Problem statement ->
Read through the listing below and return only the lines containing "JourneyKind".

Records shown ->
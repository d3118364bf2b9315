// This Source Code Form is subject to the terms of the Mozilla Public
// License, v. 2.0. If a copy of the MPL was not distributed with this
// file, You can obtain one at https://mozilla.org/MPL/2.0/.

//! Reads and shrinking operations shared by every buffer-backed layout.

use core::ops::Range;

use crate::{
    context::ArrayContext,
    error::ElementsResult,
    holes,
    state::ArrayState,
    value::{ElementKind, Value},
};

use super::ArrayStrategy;

#[inline]
fn index_of(state: &ArrayState, slot: usize) -> u64 {
    (state.index_offset + slot as i64) as u64
}

#[inline]
pub(crate) fn has_element(state: &ArrayState, index: u64) -> bool {
    match (state.elements(), state.window_slot(index)) {
        (Some(buffer), Some(slot)) => !buffer.is_hole(slot),
        _ => false,
    }
}

#[inline]
pub(crate) fn get_element(state: &ArrayState, index: u64) -> Option<Value> {
    let slot = state.window_slot(index)?;
    state.elements()?.get(slot)
}

/// Smallest occupied index at or above `from`.
pub(crate) fn next_index_from(state: &ArrayState, from: u64) -> Option<u64> {
    let buffer = state.elements()?;
    let window = state.window_slots();
    let from = i64::try_from(from).ok()?;
    let first = (from - state.index_offset).max(window.start as i64);
    if first >= window.end as i64 {
        return None;
    }
    (first as usize..window.end)
        .find(|&slot| !buffer.is_hole(slot))
        .map(|slot| index_of(state, slot))
}

/// Largest occupied index at or below `from`.
pub(crate) fn previous_index_from(state: &ArrayState, from: u64) -> Option<u64> {
    let buffer = state.elements()?;
    let window = state.window_slots();
    let from = i64::try_from(from).unwrap_or(i64::MAX);
    let last = from
        .saturating_sub(state.index_offset)
        .min(window.end as i64 - 1);
    if last < window.start as i64 {
        return None;
    }
    (window.start..=last as usize)
        .rev()
        .find(|&slot| !buffer.is_hole(slot))
        .map(|slot| index_of(state, slot))
}

pub(crate) fn last_element_index(state: &ArrayState) -> Option<u64> {
    previous_index_from(state, u64::MAX)
}

pub(crate) fn own_index_keys(state: &ArrayState) -> Vec<u64> {
    let Some(buffer) = state.elements() else {
        return Vec::new();
    };
    state
        .window_slots()
        .filter(|&slot| !buffer.is_hole(slot))
        .map(|slot| index_of(state, slot))
        .collect()
}

/// Resets `slots` to holes and drops the holes among them from the hole
/// count. The caller shrinks the window over them.
pub(crate) fn clear_slots(state: &mut ArrayState, slots: Range<usize>) -> ElementsResult<()> {
    if slots.is_empty() {
        return Ok(());
    }
    let Some(buffer) = state.dense_mut() else {
        return Ok(());
    };
    let cleared_holes = buffer.count_holes(slots.clone());
    buffer.fill_holes(slots);
    holes::apply_delta(state, -(cleared_holes as i64))
}

pub(crate) fn delete_element(
    cx: &ArrayContext,
    strategy: ArrayStrategy,
    kind: ElementKind,
    state: &mut ArrayState,
    index: u64,
) -> ElementsResult<ArrayStrategy> {
    let Some(slot) = state.window_slot(index) else {
        return Ok(strategy);
    };
    let Some(buffer) = state.dense_mut() else {
        return Ok(strategy);
    };
    if buffer.is_hole(slot) {
        return Ok(strategy);
    }
    buffer.set_hole(slot);
    holes::apply_delta(state, 1)?;
    // Deleting an edge element shrinks the window past any holes behind it.
    holes::trim_window(state);
    Ok(strategy.settle(cx, state, kind, index, None))
}

pub(crate) fn set_length(
    cx: &ArrayContext,
    strategy: ArrayStrategy,
    kind: ElementKind,
    state: &mut ArrayState,
    length: u64,
) -> ElementsResult<ArrayStrategy> {
    let target = i64::try_from(length).unwrap_or(i64::MAX);
    if target < state.window_end() {
        let window = state.window_slots();
        let keep = (target - state.window_start()).max(0) as usize;
        clear_slots(state, window.start + keep..window.end)?;
        state.used_length = keep as u32;
        holes::trim_window(state);
    }
    state.length = length;
    Ok(strategy.settle(cx, state, kind, length, None))
}
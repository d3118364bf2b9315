// This Source Code Form is subject to the terms of the Mozilla Public
// License, v. 2.0. If a copy of the MPL was not distributed with this
// file, You can obtain one at https://mozilla.org/MPL/2.0/.

//! Homogeneous slot buffers backing dense arrays.
//!
//! Every buffer kind reserves one slot value as the hole marker: `i32::MIN`
//! for integers, a reserved NaN bit pattern for doubles and `None` for
//! references and arbitrary values. Slots outside an array's occupied window
//! always hold the hole marker, so that cleared reference slots never keep
//! objects alive.

use core::ops::Range;

use crate::{
    error::{ElementsError, ElementsResult},
    value::{ElementKind, ObjectHandle, Value},
};

pub(crate) const INT_HOLE: i32 = i32::MIN;
pub(crate) const DOUBLE_HOLE_BITS: u64 = 0x7FF8_0000_0000_0001;

#[inline]
fn double_hole() -> f64 {
    f64::from_bits(DOUBLE_HOLE_BITS)
}

#[inline]
fn is_double_hole(value: f64) -> bool {
    value.to_bits() == DOUBLE_HOLE_BITS
}

#[derive(Debug, Clone, PartialEq)]
pub enum ElementBuffer {
    Int(Vec<i32>),
    Double(Vec<f64>),
    Reference(Vec<Option<ObjectHandle>>),
    Object(Vec<Option<Value>>),
}

impl ElementBuffer {
    /// Creates a buffer of `capacity` hole slots.
    pub fn with_capacity(kind: ElementKind, capacity: usize) -> Self {
        match kind {
            ElementKind::Int => Self::Int(vec![INT_HOLE; capacity]),
            ElementKind::Double => Self::Double(vec![double_hole(); capacity]),
            ElementKind::Reference => Self::Reference(vec![None; capacity]),
            ElementKind::Object => Self::Object(vec![None; capacity]),
        }
    }

    /// Builds a buffer of the given kind from a list of elements, `None`
    /// marking holes.
    pub fn from_elements(kind: ElementKind, elements: &[Option<Value>]) -> ElementsResult<Self> {
        let mut buffer = Self::with_capacity(kind, elements.len());
        for (slot, element) in elements.iter().enumerate() {
            if let Some(value) = element {
                buffer.set(slot, value)?;
            }
        }
        Ok(buffer)
    }

    pub fn kind(&self) -> ElementKind {
        match self {
            Self::Int(_) => ElementKind::Int,
            Self::Double(_) => ElementKind::Double,
            Self::Reference(_) => ElementKind::Reference,
            Self::Object(_) => ElementKind::Object,
        }
    }

    #[inline]
    pub fn capacity(&self) -> usize {
        match self {
            Self::Int(slots) => slots.len(),
            Self::Double(slots) => slots.len(),
            Self::Reference(slots) => slots.len(),
            Self::Object(slots) => slots.len(),
        }
    }

    /// Reads a slot; `None` for holes and slots past the capacity.
    pub fn get(&self, slot: usize) -> Option<Value> {
        match self {
            Self::Int(slots) => match slots.get(slot) {
                Some(&value) if value != INT_HOLE => Some(Value::Integer(value)),
                _ => None,
            },
            Self::Double(slots) => match slots.get(slot) {
                Some(&value) if !is_double_hole(value) => Some(Value::Number(value)),
                _ => None,
            },
            Self::Reference(slots) => slots.get(slot).copied().flatten().map(Value::Object),
            Self::Object(slots) => slots.get(slot).cloned().flatten(),
        }
    }

    #[inline]
    pub fn is_hole(&self, slot: usize) -> bool {
        match self {
            Self::Int(slots) => slots[slot] == INT_HOLE,
            Self::Double(slots) => is_double_hole(slots[slot]),
            Self::Reference(slots) => slots[slot].is_none(),
            Self::Object(slots) => slots[slot].is_none(),
        }
    }

    /// Writes `value` into a slot. The value must fit the buffer's kind;
    /// widening is the caller's job.
    pub fn set(&mut self, slot: usize, value: &Value) -> ElementsResult<()> {
        match (self, value) {
            (Self::Int(slots), Value::Integer(v)) if *v != INT_HOLE => slots[slot] = *v,
            (Self::Double(slots), Value::Integer(v)) => slots[slot] = *v as f64,
            (Self::Double(slots), Value::Number(v)) => {
                // Any NaN payload could collide with the hole marker.
                slots[slot] = if v.is_nan() { f64::NAN } else { *v }
            }
            (Self::Reference(slots), Value::Object(handle)) => slots[slot] = Some(*handle),
            (Self::Object(slots), value) => slots[slot] = Some(value.clone()),
            _ => {
                return Err(ElementsError::UnsupportedOperation(
                    "value does not fit the element kind of the buffer",
                ));
            }
        }
        Ok(())
    }

    pub fn set_hole(&mut self, slot: usize) {
        self.fill_holes(slot..slot + 1);
    }

    /// Resets a range of slots to the hole marker.
    pub fn fill_holes(&mut self, range: Range<usize>) {
        match self {
            Self::Int(slots) => slots[range].fill(INT_HOLE),
            Self::Double(slots) => slots[range].fill(double_hole()),
            Self::Reference(slots) => slots[range].fill(None),
            Self::Object(slots) => slots[range].fill(None),
        }
    }

    pub fn count_holes(&self, range: Range<usize>) -> u32 {
        range.filter(|&slot| self.is_hole(slot)).count() as u32
    }

    /// Moves the slots in `src` so that they start at `dest`. Slots left
    /// behind keep their old contents; callers clear them as needed.
    pub fn copy_within(&mut self, src: Range<usize>, dest: usize) {
        match self {
            Self::Int(slots) => slots.copy_within(src, dest),
            Self::Double(slots) => slots.copy_within(src, dest),
            Self::Reference(slots) => slots.copy_within(src, dest),
            Self::Object(slots) => {
                let len = src.len();
                if dest <= src.start {
                    for i in 0..len {
                        slots[dest + i] = slots[src.start + i].take();
                    }
                } else {
                    for i in (0..len).rev() {
                        slots[dest + i] = slots[src.start + i].take();
                    }
                }
            }
        }
    }

    /// Returns a buffer of `capacity` slots holding the slots of `window`
    /// relocated to start at `dest`. Every other slot is a hole.
    pub fn relocated(self, capacity: usize, window: Range<usize>, dest: usize) -> Self {
        fn relocate<T: Clone>(
            slots: Vec<T>,
            hole: T,
            capacity: usize,
            window: Range<usize>,
            dest: usize,
        ) -> Vec<T> {
            let mut result = vec![hole.clone(); dest];
            result.extend(slots.into_iter().skip(window.start).take(window.len()));
            result.resize(capacity, hole);
            result
        }
        match self {
            Self::Int(slots) => Self::Int(relocate(slots, INT_HOLE, capacity, window, dest)),
            Self::Double(slots) => {
                Self::Double(relocate(slots, double_hole(), capacity, window, dest))
            }
            Self::Reference(slots) => {
                Self::Reference(relocate(slots, None, capacity, window, dest))
            }
            Self::Object(slots) => Self::Object(relocate(slots, None, capacity, window, dest)),
        }
    }

    /// Converts the buffer to a wider element kind, keeping holes as holes.
    pub fn widened(self, kind: ElementKind) -> ElementsResult<Self> {
        if self.kind() == kind {
            return Ok(self);
        }
        if !kind.is_wider_or_equal(self.kind()) {
            return Err(ElementsError::UnsupportedOperation(
                "element kinds can only be widened",
            ));
        }
        Ok(match (self, kind) {
            (Self::Int(slots), ElementKind::Double) => Self::Double(
                slots
                    .into_iter()
                    .map(|v| if v == INT_HOLE { double_hole() } else { v as f64 })
                    .collect(),
            ),
            (buffer, _) => {
                let capacity = buffer.capacity();
                Self::Object((0..capacity).map(|slot| buffer.get(slot)).collect())
            }
        })
    }

    pub(crate) fn iter_window(
        &self,
        window: Range<usize>,
    ) -> impl Iterator<Item = (usize, Value)> + '_ {
        window.filter_map(move |slot| self.get(slot).map(|value| (slot, value)))
    }
}
//! TOML-based load test configuration.
//!
//! Defines typed structs for parsing the load test definition from a TOML
//! config file: runner settings, which journey each virtual user walks,
//! login credentials, gameplay parameters, and the log sink.
//!
//! # Example TOML
//!
//! ```toml
//! [settings]
//! virtual_users = 10
//! duration_secs = 60
//! timeout_ms = 5000
//! wait_min_ms = 1000
//! wait_max_ms = 3000
//!
//! [journey]
//! kind = "sequential"
//!
//! [gameplay]
//! mode = "TargetMode"
//! overs = 2
//! stake = 0
//! target_score = 14
//!
//! [logging]
//! file = "crimson_loadtest.log"
//! level = "info"
//! ```
//!
//! Note: The target server URL is NOT part of the config file. It is provided
//! on the command line.

use serde::{Deserialize, Serialize};
use std::path::{Path, PathBuf};
use std::time::Duration;

use crate::loadtest::error::LoadTestError;

/// Top-level load test configuration parsed from a TOML file.
#[derive(Debug, Deserialize, Serialize, Clone, Default)]
pub struct LoadTestConfig {
    /// General runner settings.
    pub settings: Settings,
    /// Which journey the virtual users walk.
    #[serde(default)]
    pub journey: JourneySettings,
    /// Credentials for the login-only journey.
    #[serde(default)]
    pub credentials: Option<Credentials>,
    /// Parameters sent when joining and scoring a match.
    #[serde(default)]
    pub gameplay: GameplaySettings,
    /// Persistent log sink.
    #[serde(default)]
    pub logging: LoggingSettings,
}

/// General runner settings controlling execution parameters.
#[derive(Debug, Deserialize, Serialize, Clone)]
pub struct Settings {
    /// Number of concurrent virtual users to simulate.
    pub virtual_users: u32,
    /// Total test duration in seconds.
    pub duration_secs: u64,
    /// Per-request timeout in milliseconds.
    #[serde(default = "default_timeout")]
    pub timeout_ms: u64,
    /// Lower bound of the pause between two steps of one VU (ms).
    ///
    /// Defaults depend on the journey kind when omitted.
    #[serde(default)]
    pub wait_min_ms: Option<u64>,
    /// Upper bound of the pause between two steps of one VU (ms).
    #[serde(default)]
    pub wait_max_ms: Option<u64>,
}

impl Default for Settings {
    fn default() -> Self {
        Self {
            virtual_users: 10,
            duration_secs: 60,
            timeout_ms: default_timeout(),
            wait_min_ms: None,
            wait_max_ms: None,
        }
    }
}

fn default_timeout() -> u64 {
    5000
}

/// The journey a virtual user walks.
#[derive(Debug, Deserialize, Serialize, Clone, Copy, PartialEq, Eq, Default)]
#[serde(rename_all = "snake_case")]
pub enum JourneyKind {
    /// Guest login, token validation, home, reward, join, score -- repeated.
    #[default]
    Sequential,
    /// Credentialed login only, no chaining.
    Login,
}

/// `[journey]` table.
#[derive(Debug, Deserialize, Serialize, Clone, Default)]
pub struct JourneySettings {
    #[serde(default)]
    pub kind: JourneyKind,
}

/// Identifier/password pair used by the credentialed login step.
#[derive(Debug, Deserialize, Serialize, Clone, PartialEq, Eq)]
pub struct Credentials {
    pub identifier: String,
    pub password: String,
}

/// Parameters of the gameplay join and score submission requests.
#[derive(Debug, Deserialize, Serialize, Clone, PartialEq, Eq)]
pub struct GameplaySettings {
    #[serde(default = "default_mode")]
    pub mode: String,
    #[serde(default = "default_overs")]
    pub overs: u32,
    #[serde(default)]
    pub stake: u32,
    #[serde(default = "default_target_score")]
    pub target_score: u32,
}

impl Default for GameplaySettings {
    fn default() -> Self {
        Self {
            mode: default_mode(),
            overs: default_overs(),
            stake: 0,
            target_score: default_target_score(),
        }
    }
}

fn default_mode() -> String {
    "TargetMode".to_string()
}

fn default_overs() -> u32 {
    2
}

fn default_target_score() -> u32 {
    14
}

/// `[logging]` table: where request/response records are persisted.
#[derive(Debug, Deserialize, Serialize, Clone, PartialEq, Eq)]
pub struct LoggingSettings {
    /// Log file path. Relative paths resolve against the working directory.
    #[serde(default = "default_log_file")]
    pub file: PathBuf,
    /// Default filter directive, overridden by `RUST_LOG` when set.
    #[serde(default = "default_log_level")]
    pub level: String,
}

impl Default for LoggingSettings {
    fn default() -> Self {
        Self {
            file: default_log_file(),
            level: default_log_level(),
        }
    }
}

fn default_log_file() -> PathBuf {
    PathBuf::from("crimson_loadtest.log")
}

fn default_log_level() -> String {
    "info".to_string()
}

impl LoadTestConfig {
    /// Parse a TOML string into a validated [`LoadTestConfig`].
    ///
    /// Returns an error if the TOML is malformed or fails validation.
    pub fn from_toml(content: &str) -> Result<Self, LoadTestError> {
        let config: Self = toml::from_str(content)?;
        config.validate()?;
        Ok(config)
    }

    /// Load and validate a [`LoadTestConfig`] from a file path.
    ///
    /// Returns [`LoadTestError::ConfigIo`] if the file cannot be read,
    /// [`LoadTestError::ConfigParse`] if the TOML is malformed, or
    /// [`LoadTestError::ConfigValidation`] if validation fails.
    pub fn load(path: &Path) -> Result<Self, LoadTestError> {
        let config = Self::read(path)?;
        config.validate()?;
        Ok(config)
    }

    /// Parse a config file without validating it.
    ///
    /// The CLI uses this so that flags and environment variables can fill
    /// in credentials or the VU count before [`Self::validate`] runs.
    pub fn read(path: &Path) -> Result<Self, LoadTestError> {
        let content = std::fs::read_to_string(path).map_err(|source| LoadTestError::ConfigIo {
            source,
            path: path.display().to_string(),
        })?;
        Ok(toml::from_str(&content)?)
    }

    /// Validate that the config is semantically correct.
    ///
    /// Checks:
    /// - At least one virtual user and a positive duration
    /// - `wait_min_ms <= wait_max_ms`
    /// - The login journey has credentials
    pub fn validate(&self) -> Result<(), LoadTestError> {
        if self.settings.virtual_users == 0 {
            return Err(LoadTestError::ConfigValidation {
                message: "settings.virtual_users must be greater than 0".to_string(),
            });
        }

        if self.settings.duration_secs == 0 {
            return Err(LoadTestError::ConfigValidation {
                message: "settings.duration_secs must be greater than 0".to_string(),
            });
        }

        let (min, max) = self.wait_range_ms();
        if min > max {
            return Err(LoadTestError::ConfigValidation {
                message: format!("wait_min_ms={min} is greater than wait_max_ms={max}"),
            });
        }

        if self.journey.kind == JourneyKind::Login && self.credentials.is_none() {
            return Err(LoadTestError::ConfigValidation {
                message: "journey kind \"login\" requires a [credentials] table".to_string(),
            });
        }

        Ok(())
    }

    /// Returns the effective pause range between two steps, in milliseconds.
    ///
    /// Unset bounds fall back to the journey's default: 1-3s for the
    /// sequential journey, 1-2s for the login journey.
    pub fn wait_range_ms(&self) -> (u64, u64) {
        let (default_min, default_max) = match self.journey.kind {
            JourneyKind::Sequential => (1000, 3000),
            JourneyKind::Login => (1000, 2000),
        };
        (
            self.settings.wait_min_ms.unwrap_or(default_min),
            self.settings.wait_max_ms.unwrap_or(default_max),
        )
    }
}

impl Settings {
    /// Convert the `timeout_ms` field to a [`Duration`].
    pub fn timeout_as_duration(&self) -> Duration {
        Duration::from_millis(self.timeout_ms)
    }
}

Task result ->
pub enum JourneyKind {
    pub kind: JourneyKind,
        if self.journey.kind == JourneyKind::Login && self.credentials.is_none() {
            JourneyKind::Sequential => (1000, 3000),
            JourneyKind::Login => (1000, 2000),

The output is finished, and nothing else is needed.